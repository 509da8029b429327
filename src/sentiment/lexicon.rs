//! Static indicator dictionaries
//!
//! Each category is a fixed set of keywords and two-word phrases. Entries are
//! passed through the same normalizer as scored text when the `Lexicon` is
//! built, so hyphenated entries like `self-care` match the bigram the
//! tokenizer produces for them.

use std::collections::HashSet;

use super::normalize::tokenize;

/// Emotional and wellbeing indicator keywords, positive side
const POSITIVE_EMOTIONS: &[&str] = &[
    "happy",
    "great",
    "awesome",
    "excellent",
    "love",
    "amazing",
    "excited",
    "passionate",
    "energetic",
    "grateful",
    "joy",
    "wonderful",
    "fun",
    "positive",
    "inspired",
    "proud",
    "confident",
    "motivated",
    "enthusiastic",
    "peaceful",
    "satisfied",
    "accomplished",
];

const ENGAGEMENT: &[&str] = &[
    "connect",
    "share",
    "help",
    "support",
    "community",
    "together",
    "collaboration",
    "feedback",
    "interaction",
    "discussion",
    "conversation",
    "engagement",
];

const RESILIENCE: &[&str] = &[
    "overcome",
    "learn",
    "grow",
    "improve",
    "adapt",
    "progress",
    "develop",
    "balance",
    "mindful",
    "self-care",
    "rest",
    "recharge",
    "boundaries",
];

const NEGATIVE_EMOTIONS: &[&str] = &[
    "sad",
    "bad",
    "awful",
    "terrible",
    "hate",
    "angry",
    "frustrated",
    "depressed",
    "unhappy",
    "anxious",
    "worried",
    "scared",
    "lonely",
    "hopeless",
    "overwhelmed",
    "discouraged",
    "disappointed",
    "insecure",
    "inadequate",
    "worthless",
];

const BURNOUT: &[&str] = &[
    "exhausted",
    "drained",
    "tired",
    "burnt",
    "overworked",
    "stressed",
    "pressure",
    "deadline",
    "behind",
    "struggle",
    "failing",
    "quit",
];

const ISOLATION: &[&str] = &[
    "alone",
    "isolated",
    "disconnected",
    "ignored",
    "rejected",
    "misunderstood",
    "unsupported",
    "abandoned",
    "excluded",
    "distant",
];

const WORK_LIFE_POSITIVE: &[&str] = &[
    "break",
    "vacation",
    "rest",
    "relax",
    "family",
    "friends",
    "hobby",
    "exercise",
    "sleep",
    "meditation",
    "balance",
    "boundaries",
    "schedule",
    "routine",
];

const WORK_LIFE_NEGATIVE: &[&str] = &[
    "overwork",
    "nonstop",
    "always",
    "constant",
    "never",
    "sacrifice",
    "miss",
    "cancel",
    "postpone",
    "delay",
    "neglect",
    "ignore",
];

const MENTAL_HEALTH_AWARENESS: &[&str] = &[
    "therapy",
    "counseling",
    "mental health",
    "self-care",
    "wellbeing",
    "support",
    "help",
    "professional",
    "treatment",
    "recovery",
    "healing",
];

const MENTAL_HEALTH_WARNING: &[&str] = &[
    "anxiety",
    "depression",
    "panic",
    "crisis",
    "breakdown",
    "burnout",
    "trauma",
    "stress",
    "pressure",
    "overwhelming",
    "suicide",
    "self-harm",
];

/// Words excluded from the word-frequency trend tables
const STOP_WORDS: &[&str] = &[
    "a", "an", "the", "and", "but", "or", "for", "nor", "on", "at", "to", "by", "is", "are", "am",
    "was", "were", "be", "been", "being", "in", "of", "that", "this", "these", "those", "it",
    "its", "i", "me", "my", "mine", "we", "us", "our", "ours", "you", "your", "yours", "he",
    "him", "his", "she", "her", "hers", "they", "them", "their", "theirs", "what", "which", "who",
    "whom", "whose", "when", "where", "why", "how", "all", "any", "both", "each", "few", "more",
    "most", "some", "such", "no", "not", "only", "own", "same", "so", "than", "too", "very",
    "can", "will", "just", "should", "now", "with", "as", "from", "have", "has", "had",
];

/// The indicator dictionaries the scorer matches against
#[derive(Debug, Clone)]
pub struct Lexicon {
    pub positive_emotions: HashSet<String>,
    pub engagement: HashSet<String>,
    pub resilience: HashSet<String>,
    pub negative_emotions: HashSet<String>,
    pub burnout: HashSet<String>,
    pub isolation: HashSet<String>,
    pub work_life_positive: HashSet<String>,
    pub work_life_negative: HashSet<String>,
    pub mental_health_awareness: HashSet<String>,
    pub mental_health_warning: HashSet<String>,
    stop_words: HashSet<&'static str>,
}

impl Lexicon {
    /// Whether a token is on the fixed stop-word list
    #[must_use]
    pub fn is_stop_word(&self, word: &str) -> bool {
        self.stop_words.contains(word)
    }
}

impl Default for Lexicon {
    fn default() -> Self {
        Self {
            positive_emotions: normalize_terms(POSITIVE_EMOTIONS),
            engagement: normalize_terms(ENGAGEMENT),
            resilience: normalize_terms(RESILIENCE),
            negative_emotions: normalize_terms(NEGATIVE_EMOTIONS),
            burnout: normalize_terms(BURNOUT),
            isolation: normalize_terms(ISOLATION),
            work_life_positive: normalize_terms(WORK_LIFE_POSITIVE),
            work_life_negative: normalize_terms(WORK_LIFE_NEGATIVE),
            mental_health_awareness: normalize_terms(MENTAL_HEALTH_AWARENESS),
            mental_health_warning: normalize_terms(MENTAL_HEALTH_WARNING),
            stop_words: STOP_WORDS.iter().copied().collect(),
        }
    }
}

/// Run dictionary entries through the text tokenizer so both sides of a
/// membership test share one normal form
fn normalize_terms(terms: &[&str]) -> HashSet<String> {
    terms.iter().map(|term| tokenize(term).join(" ")).collect()
}

#[cfg(test)]
mod tests {
    use super::*;

    #[test]
    fn test_hyphenated_entries_normalize_to_bigrams() {
        let lexicon = Lexicon::default();
        assert!(lexicon.resilience.contains("self care"));
        assert!(lexicon.mental_health_warning.contains("self harm"));
        assert!(lexicon.mental_health_awareness.contains("mental health"));
    }

    #[test]
    fn test_single_word_entries_survive_normalization() {
        let lexicon = Lexicon::default();
        assert!(lexicon.positive_emotions.contains("love"));
        assert!(lexicon.burnout.contains("exhausted"));
        assert!(lexicon.work_life_negative.contains("overwork"));
    }

    #[test]
    fn test_category_sizes() {
        let lexicon = Lexicon::default();
        assert_eq!(lexicon.positive_emotions.len(), 22);
        assert_eq!(lexicon.engagement.len(), 12);
        assert_eq!(lexicon.resilience.len(), 13);
        assert_eq!(lexicon.negative_emotions.len(), 20);
        assert_eq!(lexicon.burnout.len(), 12);
        assert_eq!(lexicon.isolation.len(), 10);
        assert_eq!(lexicon.work_life_positive.len(), 14);
        assert_eq!(lexicon.work_life_negative.len(), 12);
        assert_eq!(lexicon.mental_health_awareness.len(), 11);
        assert_eq!(lexicon.mental_health_warning.len(), 12);
    }

    #[test]
    fn test_stop_words() {
        let lexicon = Lexicon::default();
        assert!(lexicon.is_stop_word("the"));
        assert!(lexicon.is_stop_word("very"));
        assert!(!lexicon.is_stop_word("creator"));
    }
}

########

Directions:
Which lines in the records above contain the string "super"? Copy each one.

Problem solution:
use super::normalize::tokenize;
    use super::*;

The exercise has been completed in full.